Benjamin is now involved in an initiative that seeks to protect Khoisan culture: “My roots,” he calls them.

He says his work, recreating traditional southern African musical instruments, is crucial to this.

“The language is already dying. If the music dies, the culture is gone.”

Benjamin pauses to admire his work.

In less than two hours, Benjamin has built the base box, cut 12 note planks and is about to thread the string around the screws.

He has achieved this using nothing but hand tools, without a measuring tape and tuning the raw wood using nothing but his finely-tuned ear.

Once it’s completed, he begins beating out the first few notes of the national anthem.
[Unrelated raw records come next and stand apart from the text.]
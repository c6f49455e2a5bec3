//! # Batch Sync Engine
//!
//! Moves state between host entities and the arena twice per tick, and
//! integrates velocity into position in place.
//!
//! ## Execution
//!
//! ```text
//! len < parallel_threshold      ──►  one sequential loop on the caller
//! len ≥ parallel_threshold      ──►  pool.install(bisect)
//!                                      rayon::join(left, right)
//!                                      ... down to min_leaf, leaves sequential
//! ```
//!
//! Slots in one batch are distinct, so workers never write the same block.
//! Per-slot work is identical on every path, so the strategy never changes
//! the result.
//!
//! Registration and unregistration run concurrently with ticks, so every
//! binding is checked against the registry again right before its slot is
//! touched. A binding whose handle went stale, or whose slot is pending
//! removal, is skipped in both directions.

use std::ops::Add;

use rayon::{ThreadPool, ThreadPoolBuilder};

use super::simd::{integrate_scalar, integrate_vectorized};
use crate::config::BridgeConfig;
use crate::error::{BridgeError, BridgeResult};
use crate::host::HostEntity;
use crate::memory::{ComponentArena, DirtyFlags};
use crate::registry::{EntitySlotRegistry, SlotHandle};

/// How a batch is scheduled.
#[derive(Clone, Copy, Debug, Default, PartialEq, Eq, Hash)]
pub enum ExecutionPolicy {
    /// Sequential below the parallel threshold, parallel at or above it.
    #[default]
    Auto,
    /// Always on the calling thread.
    Sequential,
    /// Always bisected on the worker pool (leaves still respect `min_leaf`).
    Parallel,
}

/// Which integration kernel runs inside each leaf.
#[derive(Clone, Copy, Debug, Default, PartialEq, Eq, Hash)]
pub enum IntegrationKernel {
    /// One slot at a time.
    Scalar,
    /// Four slots per SIMD group, scalar tail.
    #[default]
    Vectorized,
}

/// Pairs a slot handle with the index of its host entity in the tick's
/// entity slice.
#[derive(Clone, Copy, Debug, PartialEq, Eq)]
pub struct Binding {
    /// Handle the entity carried when it was bound.
    pub handle: SlotHandle,
    /// Index into the entity slice.
    pub entity: u32,
}

impl Binding {
    /// Arena slot of the bound handle.
    #[inline]
    #[must_use]
    pub const fn slot(self) -> usize {
        self.handle.slot()
    }
}

/// What outbound sync did.
#[derive(Clone, Copy, Debug, Default, PartialEq, Eq)]
pub struct OutboundStats {
    /// Entities that received at least one write.
    pub written: usize,
    /// Entities skipped because nothing was dirty.
    pub skipped: usize,
    /// Position write-backs (each followed by a bounds invalidation).
    pub position_writes: usize,
    /// Entities skipped because their slot was unregistered or reused
    /// after binding.
    pub stale: usize,
}

impl Add for OutboundStats {
    type Output = Self;
    fn add(self, rhs: Self) -> Self {
        Self {
            written: self.written + rhs.written,
            skipped: self.skipped + rhs.skipped,
            position_writes: self.position_writes + rhs.position_writes,
            stale: self.stale + rhs.stale,
        }
    }
}

/// Bulk synchronization between host entities and the arena.
pub struct BatchSyncEngine {
    pool: ThreadPool,
    parallel_threshold: usize,
    min_leaf: usize,
}

impl BatchSyncEngine {
    /// Builds the engine and its named worker pool.
    ///
    /// # Errors
    ///
    /// [`BridgeError::InvalidConfig`] if the pool cannot be started.
    pub fn new(config: &BridgeConfig) -> BridgeResult<Self> {
        let pool = ThreadPoolBuilder::new()
            .num_threads(config.worker_threads)
            .thread_name(|i| format!("tessera-sync-{i}"))
            .build()
            .map_err(|e| BridgeError::InvalidConfig(format!("worker pool: {e}")))?;

        Ok(Self {
            pool,
            parallel_threshold: config.parallel_threshold,
            min_leaf: config.min_leaf.max(1),
        })
    }

    /// Batches at or above this size go parallel under [`ExecutionPolicy::Auto`].
    #[inline]
    #[must_use]
    pub const fn parallel_threshold(&self) -> usize {
        self.parallel_threshold
    }

    /// Smallest range a split produces.
    #[inline]
    #[must_use]
    pub const fn min_leaf(&self) -> usize {
        self.min_leaf
    }

    /// Worker threads in the pool.
    #[inline]
    #[must_use]
    pub fn worker_count(&self) -> usize {
        self.pool.current_num_threads()
    }

    #[inline]
    fn goes_parallel(&self, len: usize, policy: ExecutionPolicy) -> bool {
        match policy {
            ExecutionPolicy::Sequential => false,
            ExecutionPolicy::Parallel => len >= self.min_leaf * 2,
            ExecutionPolicy::Auto => len >= self.parallel_threshold,
        }
    }

    /// Runs `leaf` over `items`, split according to `policy`, and sums the
    /// leaf results.
    fn run<T, R, F>(&self, items: &[T], policy: ExecutionPolicy, leaf: F) -> R
    where
        T: Sync,
        R: Send + Add<Output = R>,
        F: Fn(&[T]) -> R + Sync,
    {
        if self.goes_parallel(items.len(), policy) {
            let min_leaf = self.min_leaf;
            self.pool.install(|| bisect(items, min_leaf, &leaf))
        } else {
            leaf(items)
        }
    }

    // ========================================================================
    // INBOUND: host → arena
    // ========================================================================

    /// Snapshots each bound slot's current transform into previous, then
    /// overwrites current, velocity and flags from its host entity.
    ///
    /// Returns the number of slots synced; bindings that are no longer
    /// current are skipped and not counted.
    pub fn inbound<E: HostEntity>(
        &self,
        arena: &ComponentArena,
        registry: &EntitySlotRegistry,
        bindings: &[Binding],
        entities: &[E],
        tick: u64,
        policy: ExecutionPolicy,
    ) -> usize {
        self.run(bindings, policy, |chunk| {
            chunk
                .iter()
                .filter(|binding| {
                    inbound_one(
                        arena,
                        registry,
                        **binding,
                        &entities[binding.entity as usize],
                        tick,
                    )
                })
                .count()
        })
    }

    // ========================================================================
    // OUTBOUND: arena → host, dirty regions only
    // ========================================================================

    /// Writes back every region the update pass marked dirty, consuming the
    /// dirty bits. Entities with nothing dirty are not touched, and neither
    /// are entities whose slot changed hands since binding.
    pub fn outbound<E: HostEntity>(
        &self,
        arena: &ComponentArena,
        registry: &EntitySlotRegistry,
        bindings: &[Binding],
        entities: &[E],
        policy: ExecutionPolicy,
    ) -> OutboundStats {
        self.run(bindings, policy, |chunk| {
            chunk.iter().fold(OutboundStats::default(), |stats, binding| {
                stats
                    + outbound_one(
                        arena,
                        registry,
                        *binding,
                        &entities[binding.entity as usize],
                    )
            })
        })
    }

    // ========================================================================
    // INTEGRATION
    // ========================================================================

    /// `position += velocity × dt` for every slot in `slots`; moved slots are
    /// marked [`DirtyFlags::POSITION`].
    ///
    /// Returns the number of slots whose position changed. The result is the
    /// same bit for bit under every policy and kernel.
    pub fn integrate_positions(
        &self,
        arena: &ComponentArena,
        slots: &[u32],
        dt: f64,
        policy: ExecutionPolicy,
        kernel: IntegrationKernel,
    ) -> usize {
        self.run(slots, policy, |chunk| match kernel {
            IntegrationKernel::Scalar => integrate_scalar(arena, chunk, dt),
            IntegrationKernel::Vectorized => integrate_vectorized(arena, chunk, dt),
        })
    }
}

impl std::fmt::Debug for BatchSyncEngine {
    fn fmt(&self, f: &mut std::fmt::Formatter<'_>) -> std::fmt::Result {
        f.debug_struct("BatchSyncEngine")
            .field("workers", &self.worker_count())
            .field("parallel_threshold", &self.parallel_threshold)
            .field("min_leaf", &self.min_leaf)
            .finish()
    }
}

fn bisect<T, R, F>(items: &[T], min_leaf: usize, leaf: &F) -> R
where
    T: Sync,
    R: Send + Add<Output = R>,
    F: Fn(&[T]) -> R + Sync,
{
    if items.len() < min_leaf * 2 {
        return leaf(items);
    }
    let (left, right) = items.split_at(items.len() / 2);
    let (a, b) = rayon::join(
        || bisect(left, min_leaf, leaf),
        || bisect(right, min_leaf, leaf),
    );
    a + b
}

/// True while `binding` still names a live, registered slot.
#[inline]
fn is_live(arena: &ComponentArena, registry: &EntitySlotRegistry, binding: Binding) -> bool {
    registry.is_current(binding.handle)
        && !arena
            .flags(binding.slot())
            .contains(DirtyFlags::PENDING_REMOVAL)
}

#[inline]
fn inbound_one<E: HostEntity>(
    arena: &ComponentArena,
    registry: &EntitySlotRegistry,
    binding: Binding,
    entity: &E,
    tick: u64,
) -> bool {
    if !is_live(arena, registry, binding) {
        return false;
    }
    let slot = binding.slot();
    let state = entity.read_state();
    arena.copy_to_previous(slot);
    arena.set_position(slot, state.position);
    arena.set_orientation(slot, state.orientation);
    arena.set_transform_flags(slot, state.flags);
    arena.set_velocity(slot, state.velocity);
    // The host is authoritative for what was just copied in.
    arena.clear_flags(slot, DirtyFlags::SYNC);
    arena.set_last_sync_tick(slot, tick);
    true
}

#[inline]
fn outbound_one<E: HostEntity>(
    arena: &ComponentArena,
    registry: &EntitySlotRegistry,
    binding: Binding,
    entity: &E,
) -> OutboundStats {
    const STALE: OutboundStats = OutboundStats {
        written: 0,
        skipped: 0,
        position_writes: 0,
        stale: 1,
    };

    if !is_live(arena, registry, binding) {
        return STALE;
    }
    let slot = binding.slot();
    let dirty = arena.take_flags(slot, DirtyFlags::SYNC);
    if dirty.is_empty() {
        return OutboundStats {
            skipped: 1,
            ..OutboundStats::default()
        };
    }

    let position = arena.position(slot);
    let orientation = arena.orientation(slot);
    let velocity = arena.velocity(slot);
    // Reused between the first check and the reads: the bits and values
    // belong to the new owner.
    if !registry.is_current(binding.handle) {
        arena.set_flags(slot, dirty);
        return STALE;
    }

    let mut stats = OutboundStats {
        written: 1,
        ..OutboundStats::default()
    };
    if dirty.contains(DirtyFlags::POSITION) {
        entity.write_position(position);
        entity.mark_bounds_dirty();
        stats.position_writes = 1;
    }
    if dirty.contains(DirtyFlags::ORIENTATION) {
        entity.write_orientation(orientation.yaw, orientation.pitch);
    }
    if dirty.contains(DirtyFlags::VELOCITY) {
        entity.write_velocity(velocity);
    }
    stats
}
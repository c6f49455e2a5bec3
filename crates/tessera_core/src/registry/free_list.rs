//! # Lock-Free Free-List
//!
//! A Treiber stack of slot indices threaded through a `next` array.
//!
//! The head word packs a 32-bit tag above the 32-bit top index. Every push
//! and pop bumps the tag, so a head that was popped and re-pushed between a
//! reader's load and its CAS no longer compares equal.

use std::sync::atomic::{AtomicU32, AtomicU64, Ordering};

/// End-of-list marker.
const NIL: u32 = u32::MAX;

#[inline]
const fn pack(tag: u32, index: u32) -> u64 {
    ((tag as u64) << 32) | index as u64
}

#[inline]
const fn unpack(word: u64) -> (u32, u32) {
    ((word >> 32) as u32, word as u32)
}

/// Lock-free stack of free slot indices.
pub struct FreeList {
    head: AtomicU64,
    next: Box<[AtomicU32]>,
}

impl FreeList {
    /// Creates a list holding every index in `0..capacity`.
    ///
    /// Pops come out in ascending order until the first push.
    #[must_use]
    pub fn new(capacity: u32) -> Self {
        let next: Box<[AtomicU32]> = (0..capacity)
            .map(|i| AtomicU32::new(if i + 1 < capacity { i + 1 } else { NIL }))
            .collect();
        let top = if capacity == 0 { NIL } else { 0 };
        Self {
            head: AtomicU64::new(pack(0, top)),
            next,
        }
    }

    /// Pops a free index.
    ///
    /// Returns `None` when the list is empty.
    pub fn pop(&self) -> Option<u32> {
        let mut head = self.head.load(Ordering::Acquire);
        loop {
            let (tag, top) = unpack(head);
            if top == NIL {
                return None;
            }
            let next = self.next[top as usize].load(Ordering::Relaxed);
            match self.head.compare_exchange_weak(
                head,
                pack(tag.wrapping_add(1), next),
                Ordering::AcqRel,
                Ordering::Acquire,
            ) {
                Ok(_) => return Some(top),
                Err(current) => head = current,
            }
        }
    }

    /// Pushes an index back.
    ///
    /// The caller must own `index` (popped it and has not pushed it since).
    pub fn push(&self, index: u32) {
        let mut head = self.head.load(Ordering::Acquire);
        loop {
            let (tag, top) = unpack(head);
            self.next[index as usize].store(top, Ordering::Relaxed);
            match self.head.compare_exchange_weak(
                head,
                pack(tag.wrapping_add(1), index),
                Ordering::AcqRel,
                Ordering::Acquire,
            ) {
                Ok(_) => return,
                Err(current) => head = current,
            }
        }
    }

    /// True if nothing is left to pop. Racy by nature.
    #[must_use]
    pub fn is_empty(&self) -> bool {
        unpack(self.head.load(Ordering::Acquire)).1 == NIL
    }
}
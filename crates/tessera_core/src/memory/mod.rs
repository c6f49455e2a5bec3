//! # Memory Management
//!
//! The off-heap component arena and its byte layout.
//!
//! ## Design Philosophy
//!
//! All memory is allocated once when the bridge starts. While it runs:
//! - No heap allocations for entity state
//! - Slots are recycled, never freed
//! - Blocks are zero-filled on release

mod arena;
pub mod layout;

pub use arena::ComponentArena;
pub use layout::{DirtyFlags, BLOCK_SIZE, CACHE_LINE};
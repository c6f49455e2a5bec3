//! # Entity Slot Registry
//!
//! Lock-free slot allocation, slot lifecycle and external-id lookup.
//!
//! ## Structures
//!
//! - [`FreeList`]: tagged Treiber stack of free slot indices
//! - [`IdIndex`]: open-addressing external-id map with tombstones
//! - [`EntitySlotRegistry`]: the state machine tying both to the arena

mod free_list;
mod handle;
mod hash_index;
mod slots;

pub use free_list::FreeList;
pub use handle::{SlotHandle, SlotState};
pub use hash_index::{IdIndex, InsertError};
pub use slots::{EntitySlotRegistry, Registered};
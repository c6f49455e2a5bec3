//! # Context Lifecycle
//!
//! `Running → Draining → Closed`, one way only.
//!
//! Every public operation holds an [`InFlightGuard`] while it runs. Shutdown
//! flips the state with a CAS, so exactly one caller performs it, then
//! blocks on a condvar until the guards are gone or the timeout passes.

use std::sync::atomic::{AtomicU8, AtomicUsize, Ordering};
use std::time::{Duration, Instant};

use parking_lot::{Condvar, Mutex};

use crate::error::{BridgeError, BridgeResult};

/// Where the context is in its life.
#[derive(Clone, Copy, Debug, PartialEq, Eq, Hash)]
#[repr(u8)]
pub enum LifecycleState {
    /// Accepting work.
    Running = 0,
    /// Refusing new work, waiting for in-flight work.
    Draining = 1,
    /// Done.
    Closed = 2,
}

impl LifecycleState {
    const fn from_u8(raw: u8) -> Self {
        match raw {
            0 => Self::Running,
            1 => Self::Draining,
            _ => Self::Closed,
        }
    }
}

/// Shutdown barrier and in-flight counter.
#[derive(Debug)]
pub struct Lifecycle {
    state: AtomicU8,
    in_flight: AtomicUsize,
    drained: Condvar,
    mutex: Mutex<()>,
}

impl Default for Lifecycle {
    fn default() -> Self {
        Self::new()
    }
}

impl Lifecycle {
    /// Creates a running lifecycle.
    #[must_use]
    pub fn new() -> Self {
        Self {
            state: AtomicU8::new(LifecycleState::Running as u8),
            in_flight: AtomicUsize::new(0),
            drained: Condvar::new(),
            mutex: Mutex::new(()),
        }
    }

    /// Current state.
    #[inline]
    #[must_use]
    pub fn state(&self) -> LifecycleState {
        LifecycleState::from_u8(self.state.load(Ordering::SeqCst))
    }

    /// Operations currently holding a guard.
    #[inline]
    #[must_use]
    pub fn in_flight(&self) -> usize {
        self.in_flight.load(Ordering::SeqCst)
    }

    /// Admits one operation.
    ///
    /// # Errors
    ///
    /// [`BridgeError::ShutDown`] once shutdown has begun.
    pub fn enter(&self) -> BridgeResult<InFlightGuard<'_>> {
        self.in_flight.fetch_add(1, Ordering::SeqCst);
        let guard = InFlightGuard { lifecycle: self };
        if self.state() == LifecycleState::Running {
            Ok(guard)
        } else {
            // Dropping the guard undoes the increment and wakes a drainer.
            drop(guard);
            Err(BridgeError::ShutDown)
        }
    }

    fn leave(&self) {
        if self.in_flight.fetch_sub(1, Ordering::SeqCst) == 1
            && self.state() != LifecycleState::Running
        {
            let _lock = self.mutex.lock();
            self.drained.notify_all();
        }
    }

    /// Stops admitting work and waits for in-flight operations.
    ///
    /// Returns `Ok(true)` for the caller that performed the shutdown and
    /// `Ok(false)` for everyone else.
    ///
    /// # Errors
    ///
    /// [`BridgeError::ShutdownTimedOut`] if operations were still running at
    /// the deadline. The context is closed regardless.
    pub fn shutdown(&self, timeout: Duration) -> BridgeResult<bool> {
        if self
            .state
            .compare_exchange(
                LifecycleState::Running as u8,
                LifecycleState::Draining as u8,
                Ordering::SeqCst,
                Ordering::SeqCst,
            )
            .is_err()
        {
            return Ok(false);
        }

        let deadline = Instant::now() + timeout;
        let mut guard = self.mutex.lock();
        while self.in_flight() > 0 {
            if self.drained.wait_until(&mut guard, deadline).timed_out() {
                break;
            }
        }
        drop(guard);

        let remaining = self.in_flight();
        self.state
            .store(LifecycleState::Closed as u8, Ordering::SeqCst);
        if remaining > 0 {
            return Err(BridgeError::ShutdownTimedOut {
                in_flight: remaining,
            });
        }
        Ok(true)
    }
}

/// Marks one operation in flight until dropped.
#[must_use = "the operation counts as in flight only while the guard lives"]
#[derive(Debug)]
pub struct InFlightGuard<'a> {
    lifecycle: &'a Lifecycle,
}

impl Drop for InFlightGuard<'_> {
    fn drop(&mut self) {
        self.lifecycle.leave();
    }
}

#[cfg(test)]
mod tests {
    use super::*;
    use std::sync::Arc;

    #[test]
    fn test_enter_after_shutdown_is_refused() {
        let lifecycle = Lifecycle::new();
        {
            let _guard = lifecycle.enter().unwrap();
            assert_eq!(lifecycle.in_flight(), 1);
        }
        assert_eq!(lifecycle.shutdown(Duration::from_millis(10)), Ok(true));
        assert_eq!(lifecycle.state(), LifecycleState::Closed);
        assert!(matches!(lifecycle.enter(), Err(BridgeError::ShutDown)));
        assert_eq!(lifecycle.in_flight(), 0);
    }

    #[test]
    fn test_second_shutdown_is_a_no_op() {
        let lifecycle = Lifecycle::new();
        assert_eq!(lifecycle.shutdown(Duration::ZERO), Ok(true));
        assert_eq!(lifecycle.shutdown(Duration::ZERO), Ok(false));
    }

    #[test]
    fn test_shutdown_waits_for_guard() {
        let lifecycle = Arc::new(Lifecycle::new());
        let (entered_tx, entered_rx) = crossbeam_channel::bounded(0);

        let worker = {
            let lifecycle = Arc::clone(&lifecycle);
            std::thread::spawn(move || {
                let _guard = lifecycle.enter().unwrap();
                entered_tx.send(()).unwrap();
                std::thread::sleep(Duration::from_millis(50));
            })
        };
        entered_rx.recv().unwrap();

        assert_eq!(lifecycle.shutdown(Duration::from_secs(5)), Ok(true));
        assert_eq!(lifecycle.in_flight(), 0);
        worker.join().unwrap();
    }

    #[test]
    fn test_shutdown_times_out() {
        let lifecycle = Lifecycle::new();
        let guard = lifecycle.enter().unwrap();
        assert_eq!(
            lifecycle.shutdown(Duration::from_millis(20)),
            Err(BridgeError::ShutdownTimedOut { in_flight: 1 })
        );
        assert_eq!(lifecycle.state(), LifecycleState::Closed);
        drop(guard);
        assert_eq!(lifecycle.in_flight(), 0);
    }
}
It’s somewhat off, but instantly recognisable.

“Needs a little more work, this one. But I was in a rush.”

Benjamin is short on elasticated string and the raw rubberised bumpers that would be the buffer between the planks of music-bearing, planks of wood and the frame.

“To protect the notes.”

He excuses himself to skarrel for more, and returns from a scrapyard a few hours later. “I cut this from a bicycle tube.”

Benjamin explains that when you’re living on the street, creativity needs to take a back seat because the struggle for survival is far more important, he says.

“The one feeds into the other. If I can work somewhere, I can make something for myself and get my own place. But if I only get a place to sleep, it’s the same cycle.”